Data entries
=====

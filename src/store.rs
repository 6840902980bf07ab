//! SQLite store: connection setup, schema creation and the read helpers used for
//! reporting and verification.

use crate::config::Strategy;
use crate::schema::{DENORMALIZED_DDL, NORMALIZED_DDL};
use anyhow::{Context, Result};
use rusqlite::{params, Connection, ErrorCode, OptionalExtension, Transaction, TransactionBehavior};
use std::path::Path;
use std::time::Duration;

/// Tables written by the loader.
#[derive(Clone, Copy, Debug, PartialEq, Eq)]
pub enum Table {
    Users,
    Posts,
    PostUrls,
    PostMentions,
    PostTags,
    PostMedia,
    PostsJsonb,
}

impl Table {
    pub const ASSOCIATIONS: [Table; 4] = [Table::PostUrls, Table::PostMentions, Table::PostTags, Table::PostMedia];

    pub fn name(self) -> &'static str {
        match self {
            Table::Users => "users",
            Table::Posts => "posts",
            Table::PostUrls => "post_urls",
            Table::PostMentions => "post_mentions",
            Table::PostTags => "post_tags",
            Table::PostMedia => "post_media",
            Table::PostsJsonb => "posts_jsonb",
        }
    }
}

/// One connection to the destination database. Each worker opens its own.
pub struct Store {
    conn: Connection,
    busy_timeout: Duration,
}

impl Store {
    /// Open (or create) the database file. `busy_timeout` bounds each wait on
    /// another connection's lock.
    pub fn open(path: &Path, busy_timeout: Duration) -> Result<Self> {
        let conn = Connection::open(path).with_context(|| format!("open database {}", path.display()))?;
        conn.busy_timeout(busy_timeout)?;
        conn.pragma_update(None, "journal_mode", "WAL")
            .with_context(|| format!("enable WAL on {}", path.display()))?;
        conn.execute_batch(
            "
            PRAGMA synchronous = NORMAL;
            PRAGMA foreign_keys = ON;
            PRAGMA temp_store = MEMORY;
            ",
        )
        .with_context(|| format!("configure database {}", path.display()))?;
        Ok(Self { conn, busy_timeout })
    }

    pub fn open_in_memory() -> Result<Self> {
        let conn = Connection::open_in_memory()?;
        conn.execute_batch("PRAGMA foreign_keys = ON;")?;
        Ok(Self { conn, busy_timeout: Duration::from_secs(5) })
    }

    /// Create the tables (and views) the strategy writes to. Idempotent.
    pub fn ensure_schema(&self, strategy: Strategy) -> Result<()> {
        let ddl = if strategy.is_normalized() { NORMALIZED_DDL } else { DENORMALIZED_DDL };
        self.conn
            .execute_batch(ddl)
            .with_context(|| format!("create schema for {strategy}"))
    }

    /// Start a write transaction now, holding the write lock until commit or drop.
    pub fn begin(&mut self) -> Result<Transaction<'_>> {
        Ok(self.conn.transaction_with_behavior(TransactionBehavior::Immediate)?)
    }

    /// A write transaction that is only started once there is something to write.
    pub fn lazy_transaction(&self) -> LazyTransaction<'_> {
        LazyTransaction { conn: &self.conn, busy_timeout: self.busy_timeout, tx: None }
    }

    pub fn connection(&self) -> &Connection {
        &self.conn
    }

    pub fn count(&self, table: Table) -> Result<u64> {
        let sql = format!("SELECT count(*) FROM {}", table.name());
        let n: i64 = self.conn.query_row(&sql, [], |r| r.get(0))?;
        Ok(n as u64)
    }

    pub fn distinct_users(&self) -> Result<u64> {
        let n: i64 = self.conn.query_row("SELECT count(DISTINCT id_users) FROM users", [], |r| r.get(0))?;
        Ok(n as u64)
    }

    /// Association rows whose post id has no `posts` row. Zero after any committed load.
    pub fn orphan_associations(&self) -> Result<u64> {
        let mut total = 0u64;
        for table in Table::ASSOCIATIONS {
            let sql = format!(
                "SELECT count(*) FROM {} a WHERE NOT EXISTS (SELECT 1 FROM posts p WHERE p.id_posts = a.id_posts)",
                table.name()
            );
            let n: i64 = self.conn.query_row(&sql, [], |r| r.get(0))?;
            total += n as u64;
        }
        Ok(total)
    }

    /// `Some(geo)` when the post exists; the inner value is the stored WKT or NULL.
    pub fn post_geometry(&self, id_posts: i64) -> Result<Option<Option<String>>> {
        Ok(self
            .conn
            .query_row("SELECT geo FROM posts WHERE id_posts = ?1", params![id_posts], |r| r.get(0))
            .optional()?)
    }

    /// Most used tags, ties broken alphabetically.
    pub fn tag_frequency(&self, limit: usize) -> Result<Vec<(String, u64)>> {
        let mut stmt = self
            .conn
            .prepare("SELECT tag, count FROM tag_frequency ORDER BY count DESC, tag LIMIT ?1")?;
        let rows = stmt
            .query_map(params![limit as i64], |r| Ok((r.get::<_, String>(0)?, r.get::<_, i64>(1)? as u64)))?
            .collect::<rusqlite::Result<Vec<_>>>()?;
        Ok(rows)
    }

    /// Most frequent tag pairs appearing on the same post.
    pub fn tag_cooccurrence(&self, limit: usize) -> Result<Vec<(String, String, u64)>> {
        let mut stmt = self
            .conn
            .prepare("SELECT tag1, tag2, count FROM tag_cooccurrence ORDER BY count DESC, tag1, tag2 LIMIT ?1")?;
        let rows = stmt
            .query_map(params![limit as i64], |r| {
                Ok((r.get::<_, String>(0)?, r.get::<_, String>(1)?, r.get::<_, i64>(2)? as u64))
            })?
            .collect::<rusqlite::Result<Vec<_>>>()?;
        Ok(rows)
    }
}

fn is_busy(err: &rusqlite::Error) -> bool {
    matches!(err.sqlite_error_code(), Some(ErrorCode::DatabaseBusy) | Some(ErrorCode::DatabaseLocked))
}

/// One file's write transaction, opened on first use.
///
/// SQLite admits a single writer. Taking the lock late lets a worker decode and
/// extract its file while another worker commits; nothing has been written before
/// the lock is held, so waiting past `busy_timeout` is retried rather than failing.
pub struct LazyTransaction<'c> {
    conn: &'c Connection,
    busy_timeout: Duration,
    tx: Option<Transaction<'c>>,
}

impl<'c> LazyTransaction<'c> {
    pub fn is_open(&self) -> bool {
        self.tx.is_some()
    }

    /// Take the write lock if it is free right now. `Ok(false)` when another writer holds it.
    pub fn try_begin(&mut self) -> Result<bool> {
        if self.tx.is_some() {
            return Ok(true);
        }
        self.conn.busy_timeout(Duration::ZERO)?;
        let attempt = Transaction::new_unchecked(self.conn, TransactionBehavior::Immediate);
        self.conn.busy_timeout(self.busy_timeout)?;
        match attempt {
            Ok(tx) => {
                self.tx = Some(tx);
                Ok(true)
            }
            Err(e) if is_busy(&e) => Ok(false),
            Err(e) => Err(anyhow::Error::new(e).context("begin write transaction")),
        }
    }

    /// Wait for the write lock, however long the current writer keeps it.
    pub fn begin(&mut self) -> Result<()> {
        let mut waits = 0u32;
        while self.tx.is_none() {
            match Transaction::new_unchecked(self.conn, TransactionBehavior::Immediate) {
                Ok(tx) => self.tx = Some(tx),
                Err(e) if is_busy(&e) => {
                    waits += 1;
                    tracing::debug!(waits, "write lock held by another writer");
                    std::thread::sleep(Duration::from_millis(10));
                }
                Err(e) => return Err(anyhow::Error::new(e).context("begin write transaction")),
            }
        }
        Ok(())
    }

    /// Commit if anything was written. Dropping instead rolls back.
    pub fn commit(self) -> Result<()> {
        match self.tx {
            Some(tx) => Ok(tx.commit()?),
            None => Ok(()),
        }
    }
}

=====

AIM OF THE EXERCISE
Take the lines above from the one containing "helpers used for" down to the one containing "pub fn name(self)", and transcribe them exactly, both ends included.

ANSWER
//! SQLite store: connection setup, schema creation and the read helpers used for
//! reporting and verification.

use crate::config::Strategy;
use crate::schema::{DENORMALIZED_DDL, NORMALIZED_DDL};
use anyhow::{Context, Result};
use rusqlite::{params, Connection, ErrorCode, OptionalExtension, Transaction, TransactionBehavior};
use std::path::Path;
use std::time::Duration;

/// Tables written by the loader.
#[derive(Clone, Copy, Debug, PartialEq, Eq)]
pub enum Table {
    Users,
    Posts,
    PostUrls,
    PostMentions,
    PostTags,
    PostMedia,
    PostsJsonb,
}

impl Table {
    pub const ASSOCIATIONS: [Table; 4] = [Table::PostUrls, Table::PostMentions, Table::PostTags, Table::PostMedia];

    pub fn name(self) -> &'static str {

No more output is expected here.